2006: W14/Universal 1704323


  1. Dive into the Sun
  2. Rooted
  3. The Way Back Home
  4. Just for You
  5. Sleep Talking
  6. Retroglide
  7. All Around
  8. Clouds
  9. Hell Town Story
  10. Ship
     
  11. All I Need [Bonus Track]

I’d read reviews of this album which suggested it was really more a Mark King album than a Level 42 one, and I decided that was probably a pedantic criticism by those who believe Level 42 have a specific sound that’s consistent over time (which I don’t feel is the case). And in any case, Mark King’s a fine musician himself, and I’m open to what he’s cooking up.

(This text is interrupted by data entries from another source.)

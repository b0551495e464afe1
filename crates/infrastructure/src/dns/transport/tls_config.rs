//! rustls client configuration shared by the TLS, QUIC and HTTPS transports.

use ferrous_forward_domain::{DomainError, TlsSettings};
use rustls::client::danger::{HandshakeSignatureValid, ServerCertVerified, ServerCertVerifier};
use rustls::crypto::CryptoProvider;
use rustls::pki_types::{CertificateDer, PrivateKeyDer, ServerName, UnixTime};
use rustls::{ClientConfig, DigitallySignedStruct, RootCertStore, SignatureScheme};
use std::fs::File;
use std::io::BufReader;
use std::sync::Arc;

pub const ALPN_DOT: &[u8] = b"dns";
pub const ALPN_DOQ: &[u8] = b"doq";
pub const ALPN_H3: &[u8] = b"h3";
pub const ALPN_H2: &[u8] = b"h2";
pub const ALPN_HTTP11: &[u8] = b"http/1.1";

fn provider() -> Arc<CryptoProvider> {
    Arc::new(rustls::crypto::aws_lc_rs::default_provider())
}

fn read_certs(path: &str) -> Result<Vec<CertificateDer<'static>>, DomainError> {
    let file = File::open(path)
        .map_err(|e| DomainError::ConfigError(format!("Failed to open {}: {}", path, e)))?;
    rustls_pemfile::certs(&mut BufReader::new(file))
        .collect::<Result<Vec<_>, _>>()
        .map_err(|e| DomainError::ConfigError(format!("Invalid PEM in {}: {}", path, e)))
}

fn read_key(path: &str) -> Result<PrivateKeyDer<'static>, DomainError> {
    let file = File::open(path)
        .map_err(|e| DomainError::ConfigError(format!("Failed to open {}: {}", path, e)))?;
    rustls_pemfile::private_key(&mut BufReader::new(file))
        .map_err(|e| DomainError::ConfigError(format!("Invalid PEM in {}: {}", path, e)))?
        .ok_or_else(|| DomainError::ConfigError(format!("No private key in {}", path)))
}

fn root_store(settings: &TlsSettings) -> Result<RootCertStore, DomainError> {
    let mut roots = RootCertStore::empty();
    match &settings.ca_file {
        Some(path) => {
            let (added, _ignored) = roots.add_parsable_certificates(read_certs(path)?);
            if added == 0 {
                return Err(DomainError::ConfigError(format!(
                    "No usable CA certificates in {}",
                    path
                )));
            }
        }
        None => roots.extend(webpki_roots::TLS_SERVER_ROOTS.iter().cloned()),
    }
    Ok(roots)
}

/// Builds a client config advertising `alpn`.
pub fn build_client_config(
    settings: &TlsSettings,
    alpn: &[&[u8]],
) -> Result<ClientConfig, DomainError> {
    let provider = provider();
    let builder = ClientConfig::builder_with_provider(Arc::clone(&provider))
        .with_safe_default_protocol_versions()
        .map_err(|e| DomainError::ConfigError(format!("TLS protocol setup failed: {}", e)))?;

    let builder = if settings.insecure_skip_verify {
        builder
            .dangerous()
            .with_custom_certificate_verifier(Arc::new(SkipServerVerification(provider)))
    } else {
        builder.with_root_certificates(root_store(settings)?)
    };

    let mut config = match (&settings.client_cert_file, &settings.client_key_file) {
        (Some(cert), Some(key)) => builder
            .with_client_auth_cert(read_certs(cert)?, read_key(key)?)
            .map_err(|e| DomainError::ConfigError(format!("Invalid client certificate: {}", e)))?,
        (None, None) => builder.with_no_client_auth(),
        _ => {
            return Err(DomainError::ConfigError(
                "client-cert-file and client-key-file must be set together".into(),
            ))
        }
    };

    config.alpn_protocols = alpn.iter().map(|p| p.to_vec()).collect();
    config.resumption = rustls::client::Resumption::in_memory_sessions(64);
    Ok(config)
}

pub fn server_name(name: &str) -> Result<ServerName<'static>, DomainError> {
    ServerName::try_from(name.to_string())
        .map_err(|e| DomainError::ConfigError(format!("Invalid TLS server name '{}': {}", name, e)))
}

/// Accepts any certificate; signatures are still checked.
#[derive(Debug)]
struct SkipServerVerification(Arc<CryptoProvider>);

impl ServerCertVerifier for SkipServerVerification {
    fn verify_server_cert(
        &self,
        _end_entity: &CertificateDer<'_>,
        _intermediates: &[CertificateDer<'_>],
        _server_name: &ServerName<'_>,
        _ocsp_response: &[u8],
        _now: UnixTime,
    ) -> Result<ServerCertVerified, rustls::Error> {
        Ok(ServerCertVerified::assertion())
    }

    fn verify_tls12_signature(
        &self,
        message: &[u8],
        cert: &CertificateDer<'_>,
        dss: &DigitallySignedStruct,
    ) -> Result<HandshakeSignatureValid, rustls::Error> {
        rustls::crypto::verify_tls12_signature(
            message,
            cert,
            dss,
            &self.0.signature_verification_algorithms,
        )
    }

    fn verify_tls13_signature(
        &self,
        message: &[u8],
        cert: &CertificateDer<'_>,
        dss: &DigitallySignedStruct,
    ) -> Result<HandshakeSignatureValid, rustls::Error> {
        rustls::crypto::verify_tls13_signature(
            message,
            cert,
            dss,
            &self.0.signature_verification_algorithms,
        )
    }

    fn supported_verify_schemes(&self) -> Vec<SignatureScheme> {
        self.0.signature_verification_algorithms.supported_schemes()
    }
}

#[cfg(test)]
mod tests {
    use super::*;

    #[test]
    fn test_default_config_uses_given_alpn() {
        let config = build_client_config(&TlsSettings::default(), &[ALPN_DOT]).unwrap();
        assert_eq!(config.alpn_protocols, vec![b"dns".to_vec()]);
    }

    #[test]
    fn test_insecure_config_builds() {
        let settings = TlsSettings {
            insecure_skip_verify: true,
            ..TlsSettings::default()
        };
        assert!(build_client_config(&settings, &[ALPN_DOQ]).is_ok());
    }

    #[test]
    fn test_half_client_auth_rejected() {
        let settings = TlsSettings {
            client_cert_file: Some("/tmp/cert.pem".into()),
            ..TlsSettings::default()
        };
        assert!(build_client_config(&settings, &[ALPN_DOT]).is_err());
    }

    #[test]
    fn test_missing_ca_file() {
        let settings = TlsSettings {
            ca_file: Some("/nonexistent/ca.pem".into()),
            ..TlsSettings::default()
        };
        assert!(build_client_config(&settings, &[ALPN_DOT]).is_err());
    }

    #[test]
    fn test_server_name() {
        assert!(server_name("dns.google").is_ok());
        assert!(server_name("1.1.1.1").is_ok());
        assert!(server_name("bad name").is_err());
    }
}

I played it three times through the afternoon my copy arrived from Amazon. Not all of it is great, and it’s more than a little repetitious, but sometimes even that repetition is a subtle buildup of layers rather than a loss of way. “The Way Back Home” is currently my favorite track, as its oddly off-balance rhythm plods along in sad, lonely circles for just under 7 minutes; I kept thinking it was going to fade out anytime after 4 minutes, but the mantras kept feeding into each other and kept me hanging on for more despite myself. Each chorus iteration was like a painting being repainted and coming out slightly different each time while retaining some intrinsic identity.

Anyway, there’s a lot of well-constructed fun to be heard here in addition to the somber indulgences. I quite like it. Plus King’s voice really is a smooth and strong instrument which he’s learned to get the best out of over the years, so much so that I find it incredible that it’s not merely as good as it was 25 years ago but actually much better. He also multi-tracks to superb effect…which obviously is helpful when you’re the only remaining original member of a group to sustain the “sound” (if there is one—see above). It’s also worth noting that I was surprised to discover it was King and not Mike Lindup providing falsetto vocals on certain of these tracks…I’d always thought only Lindup handled those. The choruses of “Clouds” arc King’s voice in duet especially beautifully and poignantly…“holding on.”

Apparently we have Boon Gould to thank for the album’s lyrics. They are a very interesting assortment, ranging from the brooding helices of “The Way Back Home” and “Clouds” to the jacked-up chatterfest of “Sleep Talking” and the kinda-works-kinda-doesn’t stab at Americana trash life in “Hell Town Story.” While the latter makes me think of other artists’ attempts (Sheryl Crow’s “All I Wanna Do,” Francis Dunnery’s “American Life in the Summertime,” Don Henley’s “Sunset Grill,” and any number of others), it doesn’t quite succeed or fail…it just tells some stories almost compellingly but not quite. Still, King works and stacks the vocals perfectly—I love it for that. “Another case of Rich Man, Poor Me.”

The most profound lyrics on the album, at least on the surface, are those for “Ship.” “When your ship comes in / will it be a galley full of slaves / or a sun-streaked schooner?” That’s just a snippet; the song in full bears considering. But “Rooted” has more intriguingly interwoven threads that overlap in that genuinely elliptical way that makes me keep consulting the lyric sheet to see where that line, or something very close to it, was already used in the same song; the implications of its statements and qualifiers stacking up in this way make for a track I can really get my teeth into and savor. There’s religious feeling mixed in with unstable artistic and personal faith, all adding up to a picture of inconclusiveness rather than merely an inconclusive picture.

Ironically, it’s the title track that disappoints on all counts…I get the point, but it’s just tired-sounding in all senses. “Did you ever get the feeling this sun has set,” King sings a little over a minute into the song, and I must confess I felt that way about this track that never quite decides where it lives and rambles on rather uninterestingly while it wanders around. It has a couple of nice lyrical lines but they don’t go anywhere.